:: What to produce ::
Return the lines below in which the string "QrCodeNotFound" occurs.

Records drawn from a dataset:
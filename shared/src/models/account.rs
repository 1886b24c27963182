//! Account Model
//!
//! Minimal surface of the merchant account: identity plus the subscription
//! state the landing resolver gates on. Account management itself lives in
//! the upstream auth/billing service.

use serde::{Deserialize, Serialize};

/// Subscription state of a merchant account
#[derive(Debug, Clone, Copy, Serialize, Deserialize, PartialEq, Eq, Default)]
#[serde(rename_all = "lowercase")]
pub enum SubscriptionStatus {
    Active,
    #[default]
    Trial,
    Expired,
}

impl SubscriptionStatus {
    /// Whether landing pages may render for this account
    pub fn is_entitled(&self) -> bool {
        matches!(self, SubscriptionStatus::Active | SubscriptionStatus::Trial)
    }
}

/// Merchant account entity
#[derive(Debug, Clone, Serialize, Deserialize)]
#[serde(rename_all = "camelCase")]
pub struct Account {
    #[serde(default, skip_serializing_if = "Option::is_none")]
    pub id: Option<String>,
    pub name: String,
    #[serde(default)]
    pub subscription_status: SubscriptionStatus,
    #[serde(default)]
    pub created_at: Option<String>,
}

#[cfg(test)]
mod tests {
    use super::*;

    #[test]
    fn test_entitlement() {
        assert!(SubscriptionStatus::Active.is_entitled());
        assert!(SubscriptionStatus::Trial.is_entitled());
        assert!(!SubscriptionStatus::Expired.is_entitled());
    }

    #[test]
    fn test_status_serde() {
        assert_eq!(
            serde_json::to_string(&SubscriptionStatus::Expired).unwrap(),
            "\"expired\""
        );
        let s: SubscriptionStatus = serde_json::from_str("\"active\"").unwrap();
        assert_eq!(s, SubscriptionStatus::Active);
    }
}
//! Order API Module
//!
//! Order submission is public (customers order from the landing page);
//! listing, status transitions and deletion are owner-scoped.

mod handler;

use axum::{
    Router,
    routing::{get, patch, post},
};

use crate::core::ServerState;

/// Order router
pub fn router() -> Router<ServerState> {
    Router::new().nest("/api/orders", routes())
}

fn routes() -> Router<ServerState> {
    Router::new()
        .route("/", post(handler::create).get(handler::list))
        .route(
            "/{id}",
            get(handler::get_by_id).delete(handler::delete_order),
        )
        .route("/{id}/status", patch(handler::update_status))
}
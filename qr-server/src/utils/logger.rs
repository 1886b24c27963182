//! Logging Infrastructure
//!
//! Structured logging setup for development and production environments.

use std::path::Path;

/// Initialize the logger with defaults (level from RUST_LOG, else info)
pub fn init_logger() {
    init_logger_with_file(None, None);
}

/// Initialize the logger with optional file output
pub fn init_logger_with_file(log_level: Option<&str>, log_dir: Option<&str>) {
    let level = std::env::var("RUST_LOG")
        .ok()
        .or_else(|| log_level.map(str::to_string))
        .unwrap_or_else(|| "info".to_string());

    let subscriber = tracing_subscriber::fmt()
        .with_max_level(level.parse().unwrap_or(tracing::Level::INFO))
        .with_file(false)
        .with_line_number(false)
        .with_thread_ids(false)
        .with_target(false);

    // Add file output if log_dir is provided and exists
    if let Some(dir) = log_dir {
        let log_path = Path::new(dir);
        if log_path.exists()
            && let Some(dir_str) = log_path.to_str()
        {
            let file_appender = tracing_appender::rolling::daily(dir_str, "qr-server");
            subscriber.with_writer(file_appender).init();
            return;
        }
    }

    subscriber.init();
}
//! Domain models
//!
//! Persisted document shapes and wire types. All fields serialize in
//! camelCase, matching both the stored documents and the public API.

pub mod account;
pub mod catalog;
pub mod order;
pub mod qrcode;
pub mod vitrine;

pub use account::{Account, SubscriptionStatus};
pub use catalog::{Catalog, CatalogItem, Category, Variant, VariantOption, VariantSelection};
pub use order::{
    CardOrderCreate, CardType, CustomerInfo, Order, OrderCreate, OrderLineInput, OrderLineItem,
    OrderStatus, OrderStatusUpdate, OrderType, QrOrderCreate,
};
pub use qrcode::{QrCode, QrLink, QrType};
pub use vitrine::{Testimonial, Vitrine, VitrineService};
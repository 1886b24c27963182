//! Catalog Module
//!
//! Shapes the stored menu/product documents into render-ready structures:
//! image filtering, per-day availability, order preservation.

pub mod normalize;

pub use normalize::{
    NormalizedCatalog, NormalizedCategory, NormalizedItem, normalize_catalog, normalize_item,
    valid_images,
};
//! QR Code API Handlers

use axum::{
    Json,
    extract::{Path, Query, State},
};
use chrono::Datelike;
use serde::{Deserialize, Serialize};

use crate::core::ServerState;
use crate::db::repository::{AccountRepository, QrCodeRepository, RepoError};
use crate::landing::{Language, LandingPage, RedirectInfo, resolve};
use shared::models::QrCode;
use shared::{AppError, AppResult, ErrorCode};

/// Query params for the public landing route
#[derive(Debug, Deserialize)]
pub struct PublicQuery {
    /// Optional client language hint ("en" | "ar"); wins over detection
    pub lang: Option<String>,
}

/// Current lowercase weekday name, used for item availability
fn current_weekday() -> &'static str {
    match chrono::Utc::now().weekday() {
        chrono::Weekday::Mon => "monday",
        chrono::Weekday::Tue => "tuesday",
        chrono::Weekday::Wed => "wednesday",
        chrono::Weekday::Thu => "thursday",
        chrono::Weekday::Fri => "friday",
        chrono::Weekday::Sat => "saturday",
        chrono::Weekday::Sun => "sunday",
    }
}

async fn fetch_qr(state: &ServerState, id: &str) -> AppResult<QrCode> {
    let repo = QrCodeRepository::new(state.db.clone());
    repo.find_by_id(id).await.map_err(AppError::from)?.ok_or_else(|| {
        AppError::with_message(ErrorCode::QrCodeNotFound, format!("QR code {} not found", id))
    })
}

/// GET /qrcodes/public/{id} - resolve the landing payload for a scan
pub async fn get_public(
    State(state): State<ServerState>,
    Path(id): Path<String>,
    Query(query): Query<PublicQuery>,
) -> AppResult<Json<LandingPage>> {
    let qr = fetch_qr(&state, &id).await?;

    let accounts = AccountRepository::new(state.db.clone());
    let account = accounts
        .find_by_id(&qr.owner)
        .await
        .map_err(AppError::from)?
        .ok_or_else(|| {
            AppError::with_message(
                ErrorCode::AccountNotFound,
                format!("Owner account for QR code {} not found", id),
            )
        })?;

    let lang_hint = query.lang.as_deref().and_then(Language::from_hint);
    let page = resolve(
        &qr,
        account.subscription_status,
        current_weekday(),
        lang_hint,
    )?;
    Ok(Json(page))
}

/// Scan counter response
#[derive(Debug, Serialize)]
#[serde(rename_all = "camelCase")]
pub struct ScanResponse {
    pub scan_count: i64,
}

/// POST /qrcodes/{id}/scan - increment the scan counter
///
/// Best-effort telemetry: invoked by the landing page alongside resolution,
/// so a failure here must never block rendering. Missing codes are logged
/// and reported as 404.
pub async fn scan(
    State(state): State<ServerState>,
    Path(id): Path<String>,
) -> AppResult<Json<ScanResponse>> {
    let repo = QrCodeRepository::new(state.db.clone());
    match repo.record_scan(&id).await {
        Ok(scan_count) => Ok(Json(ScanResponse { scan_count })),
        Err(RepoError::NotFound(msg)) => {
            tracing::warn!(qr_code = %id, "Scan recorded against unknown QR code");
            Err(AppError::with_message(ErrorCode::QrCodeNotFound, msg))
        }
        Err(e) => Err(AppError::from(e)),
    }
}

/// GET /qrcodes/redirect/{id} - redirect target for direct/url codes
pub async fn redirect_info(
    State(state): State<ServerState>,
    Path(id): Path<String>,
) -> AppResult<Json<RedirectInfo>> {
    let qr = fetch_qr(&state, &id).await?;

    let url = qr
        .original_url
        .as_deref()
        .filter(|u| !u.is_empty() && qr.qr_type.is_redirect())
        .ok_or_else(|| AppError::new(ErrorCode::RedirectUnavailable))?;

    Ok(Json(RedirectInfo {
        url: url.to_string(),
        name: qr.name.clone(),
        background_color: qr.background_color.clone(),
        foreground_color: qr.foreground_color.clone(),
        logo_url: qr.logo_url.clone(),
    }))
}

:: Response to the exercise ::
        AppError::with_message(ErrorCode::QrCodeNotFound, format!("QR code {} not found", id))
            Err(AppError::with_message(ErrorCode::QrCodeNotFound, msg))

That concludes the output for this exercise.